In the material below, list every line carrying the string "QualityOfService".

Supplied data:

━━━━

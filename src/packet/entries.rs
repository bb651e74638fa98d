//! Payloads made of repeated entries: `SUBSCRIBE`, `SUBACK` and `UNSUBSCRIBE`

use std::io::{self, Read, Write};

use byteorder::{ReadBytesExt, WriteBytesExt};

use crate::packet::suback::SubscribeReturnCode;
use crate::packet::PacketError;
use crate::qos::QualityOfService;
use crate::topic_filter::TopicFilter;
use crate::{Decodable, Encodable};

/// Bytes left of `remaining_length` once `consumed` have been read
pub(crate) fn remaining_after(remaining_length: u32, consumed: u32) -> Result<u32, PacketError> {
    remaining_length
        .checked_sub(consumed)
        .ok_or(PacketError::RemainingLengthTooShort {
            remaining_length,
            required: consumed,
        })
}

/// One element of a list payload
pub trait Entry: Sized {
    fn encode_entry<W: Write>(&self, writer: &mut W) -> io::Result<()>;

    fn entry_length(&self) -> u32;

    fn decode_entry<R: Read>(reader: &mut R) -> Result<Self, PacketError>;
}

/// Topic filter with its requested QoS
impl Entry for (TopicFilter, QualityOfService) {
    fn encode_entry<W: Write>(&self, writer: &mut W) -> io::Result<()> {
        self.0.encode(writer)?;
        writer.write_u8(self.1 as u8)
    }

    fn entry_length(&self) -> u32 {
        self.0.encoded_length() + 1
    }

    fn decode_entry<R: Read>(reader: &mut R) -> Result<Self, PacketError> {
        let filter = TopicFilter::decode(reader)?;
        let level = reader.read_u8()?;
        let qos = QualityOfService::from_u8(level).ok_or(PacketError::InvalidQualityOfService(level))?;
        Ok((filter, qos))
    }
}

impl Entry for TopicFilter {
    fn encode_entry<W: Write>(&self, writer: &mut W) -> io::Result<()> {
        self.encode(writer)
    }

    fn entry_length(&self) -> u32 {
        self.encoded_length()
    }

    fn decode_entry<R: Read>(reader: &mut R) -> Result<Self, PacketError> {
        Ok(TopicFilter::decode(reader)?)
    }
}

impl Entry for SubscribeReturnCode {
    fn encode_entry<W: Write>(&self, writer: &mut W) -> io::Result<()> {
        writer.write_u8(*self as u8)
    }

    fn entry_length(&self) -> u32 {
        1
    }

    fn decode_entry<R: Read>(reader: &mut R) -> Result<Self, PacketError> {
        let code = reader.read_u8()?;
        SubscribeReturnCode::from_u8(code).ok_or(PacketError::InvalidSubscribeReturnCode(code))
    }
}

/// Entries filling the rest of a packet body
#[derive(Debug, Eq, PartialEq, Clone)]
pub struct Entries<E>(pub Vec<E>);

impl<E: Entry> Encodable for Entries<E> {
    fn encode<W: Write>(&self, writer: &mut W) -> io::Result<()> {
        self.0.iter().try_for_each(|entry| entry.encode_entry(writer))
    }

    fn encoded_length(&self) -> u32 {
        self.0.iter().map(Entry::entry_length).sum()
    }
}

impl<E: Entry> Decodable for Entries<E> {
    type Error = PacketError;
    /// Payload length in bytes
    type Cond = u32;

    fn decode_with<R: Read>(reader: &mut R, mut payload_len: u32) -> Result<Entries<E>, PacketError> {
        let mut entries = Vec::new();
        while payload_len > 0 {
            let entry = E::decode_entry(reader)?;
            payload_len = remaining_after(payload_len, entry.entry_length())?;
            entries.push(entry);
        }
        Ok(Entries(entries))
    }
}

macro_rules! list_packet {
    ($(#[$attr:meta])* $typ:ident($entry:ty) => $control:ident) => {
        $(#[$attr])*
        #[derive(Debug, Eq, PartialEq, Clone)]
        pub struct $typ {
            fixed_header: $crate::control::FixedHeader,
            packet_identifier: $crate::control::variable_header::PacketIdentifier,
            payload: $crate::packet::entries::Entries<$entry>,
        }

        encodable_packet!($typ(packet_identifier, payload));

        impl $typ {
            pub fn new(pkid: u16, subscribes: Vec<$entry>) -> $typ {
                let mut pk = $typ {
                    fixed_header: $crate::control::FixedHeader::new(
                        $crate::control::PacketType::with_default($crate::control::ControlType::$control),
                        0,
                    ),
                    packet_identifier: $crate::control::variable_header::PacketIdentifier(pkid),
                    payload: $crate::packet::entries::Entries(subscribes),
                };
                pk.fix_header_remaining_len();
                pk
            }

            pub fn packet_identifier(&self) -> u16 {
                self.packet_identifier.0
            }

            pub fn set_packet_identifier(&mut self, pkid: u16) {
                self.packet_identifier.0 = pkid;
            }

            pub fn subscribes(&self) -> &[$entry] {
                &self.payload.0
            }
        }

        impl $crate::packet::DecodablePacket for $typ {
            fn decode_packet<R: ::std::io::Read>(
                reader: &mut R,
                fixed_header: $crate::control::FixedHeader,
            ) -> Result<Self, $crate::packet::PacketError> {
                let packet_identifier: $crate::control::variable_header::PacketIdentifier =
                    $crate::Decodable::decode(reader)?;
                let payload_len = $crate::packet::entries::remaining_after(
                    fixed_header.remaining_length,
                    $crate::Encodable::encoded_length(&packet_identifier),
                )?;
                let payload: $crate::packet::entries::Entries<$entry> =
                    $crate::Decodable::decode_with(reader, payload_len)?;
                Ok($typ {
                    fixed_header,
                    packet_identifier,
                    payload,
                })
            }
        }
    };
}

━━━━

Task result:
use crate::qos::QualityOfService;
impl Entry for (TopicFilter, QualityOfService) {
        let qos = QualityOfService::from_u8(level).ok_or(PacketError::InvalidQualityOfService(level))?;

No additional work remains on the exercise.